The answer is the set of lines that include "converged", copied from the data below.

[SUPPLIED MATERIAL Boundary: Start]

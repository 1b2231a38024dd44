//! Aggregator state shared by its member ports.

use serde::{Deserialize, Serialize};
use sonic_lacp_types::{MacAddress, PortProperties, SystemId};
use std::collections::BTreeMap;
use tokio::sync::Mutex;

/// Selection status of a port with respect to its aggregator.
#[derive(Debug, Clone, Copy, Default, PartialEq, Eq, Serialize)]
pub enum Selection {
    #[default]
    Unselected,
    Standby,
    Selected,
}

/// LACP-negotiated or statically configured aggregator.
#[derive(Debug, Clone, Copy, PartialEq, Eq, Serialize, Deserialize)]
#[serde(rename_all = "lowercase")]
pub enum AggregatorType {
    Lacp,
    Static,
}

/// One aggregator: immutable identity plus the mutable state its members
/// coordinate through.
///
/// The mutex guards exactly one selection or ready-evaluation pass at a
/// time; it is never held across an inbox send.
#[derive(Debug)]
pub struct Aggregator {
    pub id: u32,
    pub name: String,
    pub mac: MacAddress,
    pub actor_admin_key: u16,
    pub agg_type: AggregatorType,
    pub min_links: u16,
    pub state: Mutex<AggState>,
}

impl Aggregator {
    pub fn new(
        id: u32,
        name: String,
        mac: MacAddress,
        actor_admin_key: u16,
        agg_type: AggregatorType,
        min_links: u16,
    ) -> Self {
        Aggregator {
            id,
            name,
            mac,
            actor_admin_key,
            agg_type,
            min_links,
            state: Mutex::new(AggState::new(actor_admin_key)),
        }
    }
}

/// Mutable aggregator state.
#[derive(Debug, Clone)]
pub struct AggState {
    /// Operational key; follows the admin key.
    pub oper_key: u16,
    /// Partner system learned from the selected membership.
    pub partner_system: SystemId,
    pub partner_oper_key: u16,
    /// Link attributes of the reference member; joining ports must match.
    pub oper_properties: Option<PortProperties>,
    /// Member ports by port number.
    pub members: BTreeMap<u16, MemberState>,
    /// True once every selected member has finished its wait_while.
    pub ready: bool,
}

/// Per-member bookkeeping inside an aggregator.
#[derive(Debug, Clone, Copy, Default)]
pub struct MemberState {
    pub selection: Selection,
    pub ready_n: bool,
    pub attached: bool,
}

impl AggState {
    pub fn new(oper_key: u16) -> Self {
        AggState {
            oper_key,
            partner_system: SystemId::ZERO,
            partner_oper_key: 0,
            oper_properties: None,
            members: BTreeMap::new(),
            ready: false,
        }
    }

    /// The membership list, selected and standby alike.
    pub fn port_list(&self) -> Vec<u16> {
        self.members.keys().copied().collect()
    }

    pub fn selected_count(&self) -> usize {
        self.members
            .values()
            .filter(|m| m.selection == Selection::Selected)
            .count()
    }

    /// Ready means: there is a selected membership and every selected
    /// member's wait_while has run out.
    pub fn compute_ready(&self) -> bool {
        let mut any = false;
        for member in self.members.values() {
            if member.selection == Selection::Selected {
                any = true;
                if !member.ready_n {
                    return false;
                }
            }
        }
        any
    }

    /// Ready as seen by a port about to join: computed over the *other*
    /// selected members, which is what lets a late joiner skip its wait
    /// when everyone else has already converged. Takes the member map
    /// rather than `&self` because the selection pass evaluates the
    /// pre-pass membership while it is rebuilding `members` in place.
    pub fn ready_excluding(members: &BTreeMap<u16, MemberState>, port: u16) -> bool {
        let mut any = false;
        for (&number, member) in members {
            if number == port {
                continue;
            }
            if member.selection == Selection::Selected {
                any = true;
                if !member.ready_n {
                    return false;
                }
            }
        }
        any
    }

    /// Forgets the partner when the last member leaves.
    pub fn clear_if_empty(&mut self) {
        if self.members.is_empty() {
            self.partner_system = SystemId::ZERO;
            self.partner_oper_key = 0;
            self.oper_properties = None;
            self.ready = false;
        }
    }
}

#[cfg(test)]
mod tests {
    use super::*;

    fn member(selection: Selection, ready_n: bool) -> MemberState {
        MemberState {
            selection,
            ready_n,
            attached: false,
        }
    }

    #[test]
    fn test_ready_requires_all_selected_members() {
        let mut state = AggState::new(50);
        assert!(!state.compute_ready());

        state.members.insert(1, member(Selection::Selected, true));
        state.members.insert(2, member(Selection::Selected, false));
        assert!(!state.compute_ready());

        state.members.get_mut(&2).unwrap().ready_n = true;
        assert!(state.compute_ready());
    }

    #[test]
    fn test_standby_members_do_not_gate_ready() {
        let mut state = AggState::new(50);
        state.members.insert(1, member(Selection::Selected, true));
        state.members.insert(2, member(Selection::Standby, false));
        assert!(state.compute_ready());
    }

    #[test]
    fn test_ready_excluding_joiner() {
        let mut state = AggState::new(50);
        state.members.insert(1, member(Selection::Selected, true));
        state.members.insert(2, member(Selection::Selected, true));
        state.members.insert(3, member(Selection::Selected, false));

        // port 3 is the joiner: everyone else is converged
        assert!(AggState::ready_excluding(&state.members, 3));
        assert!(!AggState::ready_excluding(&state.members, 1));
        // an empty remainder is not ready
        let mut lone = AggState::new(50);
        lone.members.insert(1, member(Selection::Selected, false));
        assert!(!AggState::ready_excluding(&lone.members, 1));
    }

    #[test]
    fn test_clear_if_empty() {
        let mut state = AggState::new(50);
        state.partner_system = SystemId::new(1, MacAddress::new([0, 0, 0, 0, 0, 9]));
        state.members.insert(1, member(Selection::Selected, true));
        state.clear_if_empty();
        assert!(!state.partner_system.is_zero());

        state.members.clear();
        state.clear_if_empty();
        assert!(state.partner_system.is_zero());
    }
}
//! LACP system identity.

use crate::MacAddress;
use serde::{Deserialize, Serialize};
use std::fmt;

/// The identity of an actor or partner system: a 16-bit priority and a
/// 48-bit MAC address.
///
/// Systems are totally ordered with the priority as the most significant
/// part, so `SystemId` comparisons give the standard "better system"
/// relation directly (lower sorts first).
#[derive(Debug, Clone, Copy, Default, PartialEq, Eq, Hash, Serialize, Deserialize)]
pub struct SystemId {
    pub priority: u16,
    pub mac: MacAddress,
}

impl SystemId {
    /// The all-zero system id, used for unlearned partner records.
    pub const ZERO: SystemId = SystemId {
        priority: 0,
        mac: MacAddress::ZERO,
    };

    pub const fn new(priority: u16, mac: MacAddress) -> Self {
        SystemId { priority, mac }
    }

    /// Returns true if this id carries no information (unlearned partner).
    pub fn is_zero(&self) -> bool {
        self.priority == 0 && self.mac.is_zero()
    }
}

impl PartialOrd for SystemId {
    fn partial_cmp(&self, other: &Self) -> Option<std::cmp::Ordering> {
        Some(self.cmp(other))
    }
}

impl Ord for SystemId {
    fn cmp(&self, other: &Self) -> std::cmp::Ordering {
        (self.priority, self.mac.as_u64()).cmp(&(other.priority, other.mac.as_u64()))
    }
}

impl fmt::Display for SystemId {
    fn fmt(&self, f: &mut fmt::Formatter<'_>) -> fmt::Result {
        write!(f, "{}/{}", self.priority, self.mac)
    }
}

[SUPPLIED MATERIAL Boundary: End]

(REPLY):
    /// when everyone else has already converged. Takes the member map
        // port 3 is the joiner: everyone else is converged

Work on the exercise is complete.